Your assignment: Find the line holding "pub struct PeripheralProducer" in the entries below. Give it again exactly, along with every line after it up to and including the line holding "pub fn on_passkey_display(&self, passkey: u32)".

===== Entries supplied =====

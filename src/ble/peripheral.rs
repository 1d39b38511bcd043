//! BLE peripheral (GATT server) module.

use crate::ble::{format_address, AddressText, AuthStatus};
use crate::config::{BLE_PERIPHERAL_OVERFLOW, BLE_PERIPHERAL_QUEUE_DEPTH};
use crate::engine::ScriptEngine;
use crate::module::{EventSource, Module};
use crate::queue::{Emit, Producer};
use crate::record::{Event, Field, OwnedBytes, Payload};

pub const NAME: &str = "ble_peripheral";

#[derive(Debug, Clone, PartialEq, Eq)]
pub enum PeripheralEvent {
    Connect { address: AddressText },
    Disconnect,
    /// A central wrote the bridged characteristic.
    Write { data: OwnedBytes },
    /// Show this passkey to the user.
    PasskeyDisplay { passkey: u32 },
    AuthComplete(AuthStatus),
}

impl Event for PeripheralEvent {
    fn name(&self) -> &'static str {
        match self {
            Self::Connect { .. } => "connect",
            Self::Disconnect => "disconnect",
            Self::Write { .. } => "write",
            Self::PasskeyDisplay { .. } => "passkey_display",
            Self::AuthComplete(_) => "auth_complete",
        }
    }

    fn payload(&self) -> Option<Payload<'_>> {
        match self {
            Self::Connect { address } => {
                Some(Payload::new().with("address", Field::Text(address)))
            }
            Self::Disconnect => None,
            Self::Write { data } => Some(Payload::new().with("data", Field::Bytes(data))),
            Self::PasskeyDisplay { passkey } => {
                Some(Payload::new().with("passkey", Field::Uint(*passkey)))
            }
            Self::AuthComplete(status) => Some(status.payload()),
        }
    }
}

/// Called from the host stack's server callbacks.
#[derive(Clone)]
pub struct PeripheralProducer {
    producer: Producer<PeripheralEvent, BLE_PERIPHERAL_QUEUE_DEPTH>,
}

impl PeripheralProducer {
    pub fn new(producer: Producer<PeripheralEvent, BLE_PERIPHERAL_QUEUE_DEPTH>) -> Self {
        Self { producer }
    }

    pub fn on_connect(&self, address: &[u8; 6]) -> Emit {
        self.producer.emit_with(|| {
            Some(PeripheralEvent::Connect {
                address: format_address(address),
            })
        })
    }

    pub fn on_disconnect(&self) -> Emit {
        self.producer.emit(PeripheralEvent::Disconnect)
    }

    /// `value` is the stack's buffer; it is copied before returning.
    pub fn on_write(&self, value: &[u8]) -> Emit {
        self.producer.emit_with(|| {
            OwnedBytes::try_copy(value).map(|data| PeripheralEvent::Write { data })
        })
    }

    pub fn on_passkey_display(&self, passkey: u32) -> Emit {
        self.producer
            .emit(PeripheralEvent::PasskeyDisplay { passkey })
    }

    pub fn on_auth_complete(&self, status: AuthStatus) -> Emit {
        self.producer.emit(PeripheralEvent::AuthComplete(status))
    }
}

pub type PeripheralModule<E, S> = Module<E, S, BLE_PERIPHERAL_QUEUE_DEPTH>;

pub fn module<E, S>(source: S) -> PeripheralModule<E, S>
where
    E: ScriptEngine,
    S: EventSource<BLE_PERIPHERAL_QUEUE_DEPTH, Event = PeripheralEvent>,
{
    Module::new(NAME, source, BLE_PERIPHERAL_OVERFLOW)
}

=====

Problem solution:
pub struct PeripheralProducer {
    producer: Producer<PeripheralEvent, BLE_PERIPHERAL_QUEUE_DEPTH>,
}

impl PeripheralProducer {
    pub fn new(producer: Producer<PeripheralEvent, BLE_PERIPHERAL_QUEUE_DEPTH>) -> Self {
        Self { producer }
    }

    pub fn on_connect(&self, address: &[u8; 6]) -> Emit {
        self.producer.emit_with(|| {
            Some(PeripheralEvent::Connect {
                address: format_address(address),
            })
        })
    }

    pub fn on_disconnect(&self) -> Emit {
        self.producer.emit(PeripheralEvent::Disconnect)
    }

    /// `value` is the stack's buffer; it is copied before returning.
    pub fn on_write(&self, value: &[u8]) -> Emit {
        self.producer.emit_with(|| {
            OwnedBytes::try_copy(value).map(|data| PeripheralEvent::Write { data })
        })
    }

    pub fn on_passkey_display(&self, passkey: u32) -> Emit {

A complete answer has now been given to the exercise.